Crystals and cells were segmented using image processing functions in MATLAB to create an initial binary masks. The binary masks were then manually corrected using Fiji/ImageJ (version 1.53t) to obtain the final masks. The masks were then used with a tracking algorithm to obtain time-series data of crystal area, cell lengths, and fluorescence intensities42. All computational analysis was performed with MATLAB version R2020b (Mathworks). All MATLAB scripts, along with the cell and crystal masks are available online in the project’s GitHub repository, as described in the Code Availability statement below.
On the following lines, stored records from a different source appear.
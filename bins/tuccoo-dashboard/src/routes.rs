//! Axum router and HTTP handlers.
//!
//! Every response body carries a `notice`: the short text the UI shows as
//! a transient notification. Failures leave server state unchanged.

use axum::extract::{Request, State};
use axum::http::{Method, StatusCode, header};
use axum::middleware::{self, Next};
use axum::response::{Html, IntoResponse, Response};
use axum::routing::{get, post};
use axum::{Json, Router};
use serde::Deserialize;
use serde_json::{Value, json};
use tower_http::cors::{AllowOrigin, CorsLayer};
use tracing::{info, warn};

use tuccoo_client::{ConnectedWallet, DashboardError, ErrorKind};
use tuccoo_core::address::Pubkey;
use tuccoo_core::amount::format_sol;
use tuccoo_core::error::ValidationError;
use tuccoo_wallet::WalletError;

use crate::AppState;

// Embed the web UI at compile time.
const INDEX_HTML: &str = include_str!("static/index.html");

type ApiResponse = (StatusCode, Json<Value>);

// ---------------------------------------------------------------------------
// Router
// ---------------------------------------------------------------------------

/// The UI and API. Browsers may only call the API from the configured
/// origins: other origins get no CORS grant and are refused outright.
pub fn router(state: AppState) -> Router {
    let cors = CorsLayer::new()
        .allow_origin(AllowOrigin::list(state.config.allowed_origins.clone()))
        .allow_methods([Method::GET, Method::POST])
        .allow_headers([header::CONTENT_TYPE]);

    Router::new()
        .route("/", get(web_ui))
        .route("/api/wallet", get(api_wallet))
        .route("/api/wallet/connect", post(api_connect))
        .route("/api/wallet/disconnect", post(api_disconnect))
        .route("/api/balance", get(api_balance))
        .route("/api/airdrop", post(api_airdrop))
        .route("/api/send", post(api_send))
        .route("/api/seed", get(api_seed))
        .route("/api/seed/generate", post(api_seed_generate))
        .route("/api/seed/derive", post(api_seed_derive))
        .layer(middleware::from_fn_with_state(state.clone(), reject_foreign_origin))
        .layer(cors)
        .with_state(state)
}

/// Refuse requests whose `Origin` is not one of ours. Same-origin page loads
/// and non-browser clients send no `Origin` and pass through.
async fn reject_foreign_origin(State(state): State<AppState>, req: Request, next: Next) -> Response {
    match req.headers().get(header::ORIGIN) {
        Some(origin) if !state.config.allows_origin(origin) => {
            warn!(?origin, method = %req.method(), path = %req.uri().path(), "Rejected cross-origin request");
            (
                StatusCode::FORBIDDEN,
                Json(json!({ "error": "cross-origin request rejected", "notice": "Forbidden" })),
            )
                .into_response()
        }
        _ => next.run(req).await,
    }
}

// ---------------------------------------------------------------------------
// Error mapping
// ---------------------------------------------------------------------------

fn status_for(kind: ErrorKind) -> StatusCode {
    match kind {
        ErrorKind::Precondition => StatusCode::CONFLICT,
        ErrorKind::Validation => StatusCode::BAD_REQUEST,
        ErrorKind::ExternalCall => StatusCode::BAD_GATEWAY,
    }
}

fn error_response(err: &DashboardError, notice: &str) -> ApiResponse {
    (
        status_for(err.kind()),
        Json(json!({ "error": err.to_string(), "notice": notice })),
    )
}

fn wallet_json(wallet: Option<&ConnectedWallet>) -> Value {
    match wallet {
        Some(w) => json!({
            "connected": true,
            "address": w.address(),
            "short": w.address().short(),
            "account": w.account(),
            "can_sign": w.can_sign(),
        }),
        None => json!({ "connected": false }),
    }
}

// ---------------------------------------------------------------------------
// Wallet connection
// ---------------------------------------------------------------------------

/// Serve the embedded web UI.
async fn web_ui() -> Html<&'static str> {
    Html(INDEX_HTML)
}

/// `GET /api/wallet`: the connected wallet, if any.
async fn api_wallet(State(state): State<AppState>) -> ApiResponse {
    let wallet = state.connected().await;
    (StatusCode::OK, Json(wallet_json(wallet.as_ref())))
}

#[derive(Deserialize)]
struct ConnectRequest {
    /// Watch an arbitrary address.
    #[serde(default)]
    address: Option<String>,
    /// Connect a wallet derived in this session.
    #[serde(default)]
    account: Option<u32>,
}

/// `POST /api/wallet/connect`: connect a derived account or watch an address.
async fn api_connect(State(state): State<AppState>, Json(req): Json<ConnectRequest>) -> ApiResponse {
    let wallet = if let Some(account) = req.account {
        match state.session.keypair(account).await {
            Some(keypair) => ConnectedWallet::derived(account, keypair),
            None => {
                return (
                    StatusCode::NOT_FOUND,
                    Json(json!({
                        "error": format!("no wallet derived at account {account}"),
                        "notice": "Derive a wallet first",
                    })),
                );
            }
        }
    } else {
        let address = req.address.unwrap_or_default();
        if address.trim().is_empty() {
            let err = DashboardError::from(ValidationError::MissingField("address"));
            return error_response(&err, "Enter an address");
        }
        match Pubkey::decode(&address) {
            Ok(pk) => ConnectedWallet::watch(pk),
            Err(e) => {
                let err = DashboardError::from(ValidationError::InvalidAddress(e));
                return error_response(&err, "Invalid address");
            }
        }
    };

    info!(address = %wallet.address(), account = ?wallet.account(), "Wallet connected");
    let mut body = wallet_json(Some(&wallet));
    body["notice"] = json!("Wallet connected");
    *state.wallet.lock().await = Some(wallet);
    (StatusCode::OK, Json(body))
}

/// `POST /api/wallet/disconnect`
async fn api_disconnect(State(state): State<AppState>) -> ApiResponse {
    *state.wallet.lock().await = None;
    (
        StatusCode::OK,
        Json(json!({ "connected": false, "notice": "Wallet disconnected" })),
    )
}

// ---------------------------------------------------------------------------
// Airdrop tab
// ---------------------------------------------------------------------------

/// `GET /api/balance`: refresh the connected wallet's balance.
async fn api_balance(State(state): State<AppState>) -> ApiResponse {
    let wallet = state.connected().await;
    match state.dashboard.refresh_balance(wallet.as_ref()).await {
        Ok(lamports) => (
            StatusCode::OK,
            Json(json!({
                "address": wallet.as_ref().map(ConnectedWallet::address),
                "lamports": lamports,
                "sol": format_sol(lamports),
                "notice": "Balance Updated",
            })),
        ),
        Err(e @ DashboardError::NotConnected) => error_response(&e, "Wallet not connected yet"),
        Err(e) => {
            warn!(error = %e, "Balance refresh failed");
            error_response(&e, "Refresh Failed")
        }
    }
}

/// `POST /api/airdrop`: request the configured airdrop.
async fn api_airdrop(State(state): State<AppState>) -> ApiResponse {
    let wallet = state.connected().await;
    match state.dashboard.request_airdrop(wallet.as_ref()).await {
        Ok(receipt) => (
            StatusCode::OK,
            Json(json!({
                "signature": receipt.signature,
                "address": receipt.address,
                "lamports": receipt.lamports,
                "balance": receipt.balance,
                "sol": format_sol(receipt.balance),
                "notice": "Airdrop Successful",
            })),
        ),
        Err(e @ DashboardError::NotConnected) => error_response(&e, "Wallet not connected yet"),
        Err(e) => error_response(&e, "Airdrop Failed"),
    }
}

// ---------------------------------------------------------------------------
// Send tab
// ---------------------------------------------------------------------------

#[derive(Deserialize)]
struct SendRequest {
    #[serde(default)]
    to: String,
    /// Decimal SOL, e.g. `"0.25"`.
    #[serde(default)]
    amount: String,
}

/// `POST /api/send`: sign and submit a transfer from the connected wallet.
async fn api_send(State(state): State<AppState>, Json(req): Json<SendRequest>) -> ApiResponse {
    let wallet = state.connected().await;
    match state
        .dashboard
        .send_transfer(wallet.as_ref(), &req.to, &req.amount)
        .await
    {
        Ok(receipt) => {
            let notice = format!("Sent! Tx Sig: {}", receipt.signature);
            (
                StatusCode::OK,
                Json(json!({
                    "signature": receipt.signature,
                    "from": receipt.from,
                    "to": receipt.to,
                    "lamports": receipt.lamports,
                    "status": receipt.status,
                    "notice": notice,
                })),
            )
        }
        Err(e @ DashboardError::NotConnected) => error_response(&e, "Wallet not connected"),
        Err(e @ DashboardError::WatchOnly(_)) => {
            error_response(&e, "Connect a derived wallet to send")
        }
        Err(e @ DashboardError::Validation(ValidationError::MissingField(_))) => {
            error_response(&e, "Fill all fields")
        }
        Err(e @ DashboardError::Validation(_)) => {
            let notice = e.to_string();
            error_response(&e, &notice)
        }
        Err(e) => error_response(&e, "Transaction failed"),
    }
}

// ---------------------------------------------------------------------------
// Generate tab
// ---------------------------------------------------------------------------

/// `GET /api/seed`: current phrase and derived wallets.
async fn api_seed(State(state): State<AppState>) -> ApiResponse {
    let (snapshot, phrase) = state.session.view().await;
    (
        StatusCode::OK,
        Json(json!({
            "has_phrase": snapshot.has_phrase,
            "phrase": phrase.as_ref().map(|p| p.reveal()),
            "next_index": snapshot.next_index,
            "derived_keys": snapshot.derived_keys,
        })),
    )
}

/// `POST /api/seed/generate`: replace the phrase and clear derived wallets.
async fn api_seed_generate(State(state): State<AppState>) -> ApiResponse {
    match state.session.generate_phrase().await {
        Ok(phrase) => {
            info!("Seed phrase regenerated");
            (
                StatusCode::OK,
                Json(json!({
                    "has_phrase": true,
                    "phrase": phrase.reveal(),
                    "next_index": 0,
                    "derived_keys": Vec::<Pubkey>::new(),
                    "notice": "Seed phrase generated",
                })),
            )
        }
        Err(e) => error_response(&DashboardError::from(e), "Failed to generate seed phrase"),
    }
}

/// `POST /api/seed/derive`: derive the next wallet from the phrase.
async fn api_seed_derive(State(state): State<AppState>) -> ApiResponse {
    let (derived, snapshot) = match state.session.derive_next().await {
        Ok(result) => result,
        Err(WalletError::NoPhrase) => {
            let err = DashboardError::from(WalletError::NoPhrase);
            return error_response(&err, "Generate a seed phrase first");
        }
        Err(e) => {
            warn!(error = %e, "Derivation failed");
            return error_response(&DashboardError::from(e), "Failed to derive wallet");
        }
    };

    (
        StatusCode::OK,
        Json(json!({
            "pubkey": derived.pubkey,
            "index": derived.index,
            "path": derived.path,
            "next_index": snapshot.next_index,
            "derived_keys": snapshot.derived_keys,
            "notice": "Wallet derived",
        })),
    )
}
Statistics and reproducibility

A total of nine experimental movies were acquired for this work. Seven replicates were acquired under calcite-precipitating conditions, as well as one movie with no growth light, and one movie under typical laboratory growth conditions (BG-11) as controls. Experimental replicates are defined as separate time-lapse microscopy experiments, which were performed with different cell cultures on separate days (see Supplementary Table 1 for more details). Note that a single time-lapse experiment may contain more than one field-of-view. However, these were not counted as separate experimental replicates. Other statistical details, such as the number of observed occurrences of crystal growth, are listed under the corresponding section of the methods or results.

Reporting summary

Further information on research design is available in the Nature Portfolio Reporting Summary linked to this article.